Toward Point Lighthouse is on the southern extremity of the Cowal Peninsula, near the village of Toward, Argyll and Bute, Scotland. There has been a lighthouse here since 1812.

Toward Point Lighthouse was completed in 1812. It was built by Robert Stevenson (1772–1850) for the Cumbrae Lighthouse Trust.   Two lighthouse keepers' houses were added in the later 1800s. A white building on the foreshore housed the foghorn mechanism,  originally a steam engine and then diesel engines. The foghorn was taken out of operation in the 1990s. The keeper's cottages were sold in 2012 and are now a private home.

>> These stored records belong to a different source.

//! Source document preparation: header parsing, template filtering and
//! splitting a compiled handbook dump into per-source documents.

use serde::{Deserialize, Serialize};

/// Minimum characters of real content a filtered source must keep.
pub const MIN_SOURCE_CHARS: usize = 500;

const UNKNOWN: &str = "unknown";

/// Line prefixes of template/markup noise that never carry policy text.
const NOISE_PREFIXES: [&str; 4] = ["{%", "{{", "<", ">"];

/// A normalized document: `SOURCE:`/`PATH:` header stripped, body kept verbatim.
#[derive(Debug, Clone, PartialEq, Eq, Serialize, Deserialize)]
pub struct SourceDocument {
    pub source: String,
    pub path: String,
    pub body: String,
}

impl SourceDocument {
    pub fn new(source: impl Into<String>, path: impl Into<String>, body: impl Into<String>) -> Self {
        Self {
            source: source.into(),
            path: path.into(),
            body: body.into(),
        }
    }

    /// Parses a raw source file.
    ///
    /// Header lines (`SOURCE:` and `PATH:`) run until the first blank line.
    /// A file without a blank line has no recognizable body and yields `None`,
    /// as does a file whose body is empty after trimming.
    pub fn parse(raw: &str) -> Option<Self> {
        let lines: Vec<&str> = raw.lines().collect();
        let mut source = UNKNOWN.to_string();
        let mut path = UNKNOWN.to_string();
        let mut content_start = None;

        for (i, line) in lines.iter().enumerate() {
            if let Some(rest) = line.strip_prefix("SOURCE:") {
                source = rest.trim().to_string();
            } else if let Some(rest) = line.strip_prefix("PATH:") {
                path = rest.trim().to_string();
            } else if line.trim().is_empty() {
                content_start = Some(i + 1);
                break;
            }
        }

        let body = lines[content_start?..].join("\n").trim().to_string();
        if body.is_empty() {
            return None;
        }

        Some(Self { source, path, body })
    }

    /// Renders the document back into the on-disk header format.
    pub fn render(&self) -> String {
        format!("SOURCE: {}\nPATH: {}\n\n{}", self.source, self.path, self.body)
    }
}

/// Drops template and markup lines. Returns `None` when fewer than
/// [`MIN_SOURCE_CHARS`] characters survive.
pub fn filter_noise(text: &str) -> Option<String> {
    let content: String = text
        .lines()
        .filter(|line| {
            let trimmed = line.trim();
            !NOISE_PREFIXES.iter().any(|p| trimmed.starts_with(p))
        })
        .collect::<Vec<_>>()
        .join("\n");

    if content.chars().count() < MIN_SOURCE_CHARS {
        return None;
    }
    Some(content)
}

/// Splits a compiled handbook into one document per source block.
///
/// Blocks look like:
///
/// ```text
/// ==========
/// SOURCE: leave.md
/// PATH: handbook/people/leave.md
/// ==========
/// body...
/// ```
///
/// Malformed blocks (no closing delimiter) are skipped.
pub fn split_compiled(text: &str) -> Vec<SourceDocument> {
    let lines: Vec<&str> = text.lines().collect();
    let mut docs = Vec::new();
    let mut i = 0;

    while i < lines.len() {
        let starts_block = is_delimiter(lines[i])
            && lines
                .get(i + 1)
                .map_or(false, |next| next.starts_with("SOURCE:"));
        if !starts_block {
            i += 1;
            continue;
        }

        let source = lines[i + 1].trim_start_matches("SOURCE:").trim().to_string();
        let mut j = i + 2;
        let mut path = UNKNOWN.to_string();
        if let Some(rest) = lines.get(j).and_then(|l| l.strip_prefix("PATH:")) {
            path = rest.trim().to_string();
            j += 1;
        }
        while j < lines.len() && !is_delimiter(lines[j]) {
            j += 1;
        }
        if j >= lines.len() {
            tracing::warn!("Skipping unterminated source block for {}", source);
            break;
        }

        let body_start = j + 1;
        let mut end = body_start;
        while end < lines.len() {
            let next_block = is_delimiter(lines[end])
                && lines
                    .get(end + 1)
                    .map_or(false, |next| next.starts_with("SOURCE:"));
            if next_block {
                break;
            }
            end += 1;
        }

        let body = lines[body_start..end].join("\n").trim().to_string();
        docs.push(SourceDocument { source, path, body });
        i = end;
    }

    docs
}

fn is_delimiter(line: &str) -> bool {
    let trimmed = line.trim();
    !trimmed.is_empty() && trimmed.chars().all(|c| c == '=')
}

/// File name used for a split source: `<n>_<source with dots replaced>.txt`.
pub fn source_file_name(index: usize, source: &str) -> String {
    format!("{}_{}.txt", index, source.replace('.', "_"))
}

#[cfg(test)]
mod tests {
    use super::*;

    #[test]
    fn test_parse_strips_header() {
        let raw = "SOURCE: leave.md\nPATH: people/leave.md\n\n## Leave\nBody text";
        let doc = SourceDocument::parse(raw).unwrap();
        assert_eq!(doc.source, "leave.md");
        assert_eq!(doc.path, "people/leave.md");
        assert_eq!(doc.body, "## Leave\nBody text");
    }

    #[test]
    fn test_parse_missing_header_fields_default_to_unknown() {
        let doc = SourceDocument::parse("\nJust a body").unwrap();
        assert_eq!(doc.source, "unknown");
        assert_eq!(doc.path, "unknown");
    }

    #[test]
    fn test_parse_rejects_empty_or_headerless_documents() {
        assert!(SourceDocument::parse("SOURCE: a.md\nPATH: a.md\n\n   \n").is_none());
        assert!(SourceDocument::parse("SOURCE: a.md\nPATH: a.md").is_none());
        assert!(SourceDocument::parse("").is_none());
    }

    #[test]
    fn test_render_round_trips_through_parse() {
        let doc = SourceDocument::new("a.md", "x/a.md", "body line");
        assert_eq!(SourceDocument::parse(&doc.render()), Some(doc));
    }

    #[test]
    fn test_filter_noise_drops_template_lines() {
        let mut text = String::from("{% include x %}\n<div>\n> quote\n{{ var }}\n");
        text.push_str(&"policy ".repeat(100));
        let filtered = filter_noise(&text).unwrap();
        assert!(!filtered.contains("{%"));
        assert!(!filtered.contains("<div>"));
        assert!(filtered.starts_with("policy"));
    }

    #[test]
    fn test_filter_noise_rejects_short_content() {
        assert!(filter_noise("short policy").is_none());
    }

    #[test]
    fn test_split_compiled_blocks() {
        let text = "preamble\n\
            ==========\nSOURCE: leave.md\nPATH: people/leave.md\n==========\nLeave body\n\
            ==========\nSOURCE: pay.md\nPATH: people/pay.md\n==========\nPay body\nmore";
        let docs = split_compiled(text);
        assert_eq!(docs.len(), 2);
        assert_eq!(docs[0].source, "leave.md");
        assert_eq!(docs[0].body, "Leave body");
        assert_eq!(docs[1].path, "people/pay.md");
        assert_eq!(docs[1].body, "Pay body\nmore");
        assert_eq!(source_file_name(1, &docs[1].source), "1_pay_md.txt");
    }
}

Toward Point marks the extreme south-westerly point of the Highland Boundary Fault as it crosses the Scottish mainland.
The Highland Boundary Fault does not run through Toward Point, but about one kilometre to the west it can be located on the Toward shore by the presence of Serpentinite and the sudden change from younger sedimentary rocks to much older metamorphic rocks, notably Psammite.

Gallery

See also
List of lighthouses in Scotland
List of places in Argyll and Bute
Castle Toward

Footnotes

External links 

Canmore web-page
A picture of Toward Point Lighthouse from the bbc.co.uk/scotland/whereilive website.
Combined Operations, Royal Navy

Category B listed lighthouses
Lighthouses in Scotland
Category B listed buildings in Argyll and Bute
Cowal
Highland Boundary Fault
Firth of Clyde
Lighthouses completed in 1812
Works of Robert Stevenson (civil engineer)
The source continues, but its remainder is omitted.